FOUR YEARS AGO, it was at this time that Radisson flooded. I wanted to link up old posts but for some reason, lots of the photo links are broken, and they’re not exactly up to snuff. But I don’t need pictures to remember it well. We were gone for a weekend trip to visit family in Edmonton, and we arrived home late into the evening. It was dark, but we could see that we’d had a LOT of snow. The next morning, Brady left for work bright and early, as the snow was beginning to melt. I woke up a couple of hours later to the sound of people talking in my yard. You guys might remember all of this. I threw on a hoodie and sweats and made my way out there. A group of thirty or so people were in my yard, making a game plan of how to save my house from flooding, literally filling the basement with water.
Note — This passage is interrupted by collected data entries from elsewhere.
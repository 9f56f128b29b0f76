use super::*;

#[derive(Clone, Copy, Debug, PartialEq, Eq, PartialOrd, Ord, Hash)]
pub(crate) struct FieldId(pub(crate) DefinitionId, pub(crate) StringId);

#[derive(Clone, Copy, Debug, PartialEq, Eq, PartialOrd, Ord, Hash)]
pub(crate) struct ArgumentId(DefinitionId, StringId, StringId);

/// Fields of objects, interfaces and input objects, plus output field
/// arguments.
#[derive(Default)]
pub(super) struct Fields {
    definition_fields: BTreeMap<FieldId, FieldTuple>,
    field_arguments: BTreeMap<ArgumentId, ArgumentTuple>,

    /// Default values of input object fields.
    field_defaults: BTreeMap<FieldId, Value>,

    /// Groups of fields to compose. The fields are grouped by parent type
    /// name and field name.
    field_groups: BTreeSet<(StringId, StringId, DefinitionId)>,
}

/// A field in an object, interface or input object type.
#[derive(Clone, Copy)]
pub(crate) struct FieldTuple {
    r#type: FieldTypeId,
    description: Option<StringId>,
    directives: DirectiveSiteId,
}

#[derive(Clone)]
pub(crate) struct ArgumentTuple {
    r#type: FieldTypeId,
    description: Option<StringId>,
    directives: DirectiveSiteId,
    default: Option<Value>,
}

pub(crate) struct FieldIngest<'a> {
    pub(crate) parent_definition_id: DefinitionId,
    pub(crate) field_name: &'a str,
    pub(crate) field_type: FieldTypeId,
    pub(crate) description: Option<StringId>,
    pub(crate) directives: DirectiveSiteId,
}

impl Subgraphs {
    /// Returns `None` when a field with the same name already exists on the
    /// definition.
    pub(crate) fn push_field(
        &mut self,
        FieldIngest {
            parent_definition_id,
            field_name,
            field_type,
            description,
            directives,
        }: FieldIngest<'_>,
    ) -> Option<FieldId> {
        let name = self.strings.intern(field_name);
        let field_id = FieldId(parent_definition_id, name);

        if self.fields.definition_fields.contains_key(&field_id) {
            return None;
        }

        self.fields.definition_fields.insert(
            field_id,
            FieldTuple {
                r#type: field_type,
                description,
                directives,
            },
        );

        let parent_definition_name = self.walk(parent_definition_id).name().id;
        self.fields
            .field_groups
            .insert((parent_definition_name, name, parent_definition_id));

        Some(field_id)
    }

    /// Returns `None` when an argument with the same name already exists on
    /// the field. Duplicate argument names are a recorded error, not a panic.
    pub(crate) fn insert_field_argument(
        &mut self,
        FieldId(definition_id, field_name): FieldId,
        argument_name: StringId,
        r#type: FieldTypeId,
        directives: DirectiveSiteId,
        description: Option<StringId>,
        default: Option<Value>,
    ) -> Option<ArgumentId> {
        let argument_id = ArgumentId(definition_id, field_name, argument_name);

        if self.fields.field_arguments.contains_key(&argument_id) {
            return None;
        }

        self.fields.field_arguments.insert(
            argument_id,
            ArgumentTuple {
                r#type,
                description,
                directives,
                default,
            },
        );

        Some(argument_id)
    }

    pub(crate) fn insert_field_default(&mut self, field_id: FieldId, default: Value) {
        self.fields.field_defaults.insert(field_id, default);
    }

    pub(crate) fn walk_field(&self, field_id: FieldId) -> FieldWalker<'_> {
        FieldWalker {
            id: (field_id, self.fields.definition_fields[&field_id]),
            subgraphs: self,
        }
    }

    /// Iterate over groups of fields to compose. The fields are grouped by
    /// parent type name and field name. The argument is a closure that
    /// receives each group as an argument. The order of iteration is
    /// deterministic.
    pub(crate) fn iter_field_groups<'a>(&'a self, parent_name: StringId, mut compose_fn: impl FnMut(&[FieldWalker<'a>])) {
        let mut buf = Vec::new();
        for (_, group) in &self
            .fields
            .field_groups
            .range((parent_name, StringId::MIN, DefinitionId::MIN)..(parent_name, StringId::MAX, DefinitionId::MAX))
            .chunk_by(|(_, field_name, _)| field_name)
        {
            buf.clear();
            buf.extend(group.into_iter().map(|(_, field_name, definition_id)| {
                let field_id = FieldId(*definition_id, *field_name);
                FieldWalker {
                    id: (field_id, self.fields.definition_fields[&field_id]),
                    subgraphs: self,
                }
            }));
            compose_fn(&buf);
        }
    }
}

pub(crate) type FieldWalker<'a> = Walker<'a, (FieldId, FieldTuple)>;

impl<'a> FieldWalker<'a> {
    pub(crate) fn field_id(self) -> FieldId {
        self.id.0
    }

    /// ```graphql,ignore
    /// id: ID!
    /// ^^
    /// ```
    pub(crate) fn name(self) -> StringWalker<'a> {
        let (FieldId(_, name), _) = self.id;
        self.walk(name)
    }

    /// ```graphql,ignore
    /// type MyObject {
    ///   nested: [Nested!]!
    ///           ^^^^^^^^^^
    /// }
    /// ```
    pub(crate) fn r#type(self) -> FieldTypeWalker<'a> {
        let (_, tuple) = self.id;
        self.walk(tuple.r#type)
    }

    pub(crate) fn description(self) -> Option<StringWalker<'a>> {
        let (_, tuple) = self.id;
        tuple.description.map(|id| self.walk(id))
    }

    pub(crate) fn directives(self) -> DirectiveSiteWalker<'a> {
        let (_, tuple) = self.id;
        self.walk(tuple.directives)
    }

    pub(crate) fn parent_definition(self) -> DefinitionWalker<'a> {
        let (FieldId(parent_definition_id, _), _) = self.id;
        self.walk(parent_definition_id)
    }

    /// The default value, for input object fields.
    pub(crate) fn default(self) -> Option<&'a Value> {
        self.subgraphs.fields.field_defaults.get(&self.id.0)
    }

    /// ```graphql,ignore
    /// type Query {
    ///   findManyUser(filters: FindManyUserFilter, searchQuery: String): [User!]!
    ///                ^^^^^^^^^^^^^^^^^^^^^^^^^^^^^^^^^^^^^^^^^^^^^^^^^
    /// }
    /// ```
    pub(crate) fn arguments(self) -> impl Iterator<Item = FieldArgumentWalker<'a>> {
        let (FieldId(definition_id, field_name), _) = self.id;
        self.subgraphs
            .fields
            .field_arguments
            .range(
                ArgumentId(definition_id, field_name, StringId::MIN)
                    ..ArgumentId(definition_id, field_name, StringId::MAX),
            )
            .map(|(argument_id, tuple)| FieldArgumentWalker {
                id: (*argument_id, tuple.clone()),
                subgraphs: self.subgraphs,
            })
    }

    pub(crate) fn argument_by_name(self, name: StringId) -> Option<FieldArgumentWalker<'a>> {
        let (FieldId(definition_id, field_name), _) = self.id;
        let argument_id = ArgumentId(definition_id, field_name, name);
        self.subgraphs
            .fields
            .field_arguments
            .get(&argument_id)
            .map(|tuple| FieldArgumentWalker {
                id: (argument_id, tuple.clone()),
                subgraphs: self.subgraphs,
            })
    }
}

impl<'a> DefinitionWalker<'a> {
    pub(crate) fn fields(self) -> impl Iterator<Item = FieldWalker<'a>> + 'a {
        self.subgraphs
            .fields
            .definition_fields
            .range(FieldId(self.id, StringId::MIN)..=FieldId(self.id, StringId::MAX))
            .map(|(id, tuple)| FieldWalker {
                id: (*id, *tuple),
                subgraphs: self.subgraphs,
            })
    }

    pub(crate) fn find_field(self, name: StringId) -> Option<FieldWalker<'a>> {
        self.subgraphs
            .fields
            .definition_fields
            .get(&FieldId(self.id, name))
            .map(|tuple| FieldWalker {
                id: (FieldId(self.id, name), *tuple),
                subgraphs: self.subgraphs,
            })
    }
}

pub(crate) type FieldArgumentWalker<'a> = Walker<'a, (ArgumentId, ArgumentTuple)>;

impl<'a> FieldArgumentWalker<'a> {
    pub(crate) fn name(&self) -> StringWalker<'a> {
        let (ArgumentId(_, _, name), _) = self.id;
        self.walk(name)
    }

    pub(crate) fn r#type(&self) -> FieldTypeWalker<'a> {
        self.walk(self.id.1.r#type)
    }

    pub(crate) fn directives(&self) -> DirectiveSiteWalker<'a> {
        self.walk(self.id.1.directives)
    }

    pub(crate) fn default(&self) -> Option<&Value> {
        self.id.1.default.as_ref()
    }

    pub(crate) fn description(&self) -> Option<StringWalker<'a>> {
        self.id.1.description.map(|id| self.walk(id))
    }

    pub(crate) fn field(&self) -> FieldWalker<'a> {
        let (ArgumentId(definition_id, field_name, _), _) = self.id;
        self.subgraphs.walk_field(FieldId(definition_id, field_name))
    }
}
By the end of that first day, we were surrounded by water. Our whole yard was filled with water, with sandbags surrounding the house tightly. Water was still waking its way through, but not as much as it would have without the sandbag barrier. Water splashed up against our basement windows. Volunteers hauled most of our basement into our living room, happily and willingly. We were on the news, more than a couple of times. So was Dekker, in his jammies. I was 4-5 months pregnant with Laela at the time. It was a long time ago, but its still so fresh in my memory.
God protected us. We didn’t get a drop of water in our home through that whole experience. I want to write about this today, because as my Facebook memories tell me, today was the day that I finally lost it. It all felt pretty surreal for the first few days, and we were powering through. But it was this day, four years ago, that I had my breakdown about the flood. I panicked and cried and went over every possible awful scenario in my head. It was a low low time. Probably one of the hardest things we had gone through at that time. I felt so isolated and afraid. But God was in control.
Like I said, that was so long ago, and we’ve wader through far deeper waters since then. FAR deeper. But God hasn’t bailed on us yet, keeping our heads above water, or at least bringing them back up when we dip down a little too deep at times. My God is so big, so strong and so mighty. There’s nothing my God cannot do.
So true, Hailey! You have come through so much! And victoriously!
My verse these days is
1 Samuel 2:2
“There is no one holy like the Lord;
there is no one besides you;
there is no Rock like our God.”
Just thought I would share that!
Love you so much!❤️💕
Thanks for sharing, Elvira 🙂 I love you too!!
Very poignant imagery! Interesting how out experiences come full circle sometimes.
Thanks Nicole! It has definitely been an interesting time of learning and looking back and reprocessing numerous things. I’m glad to have the chance though.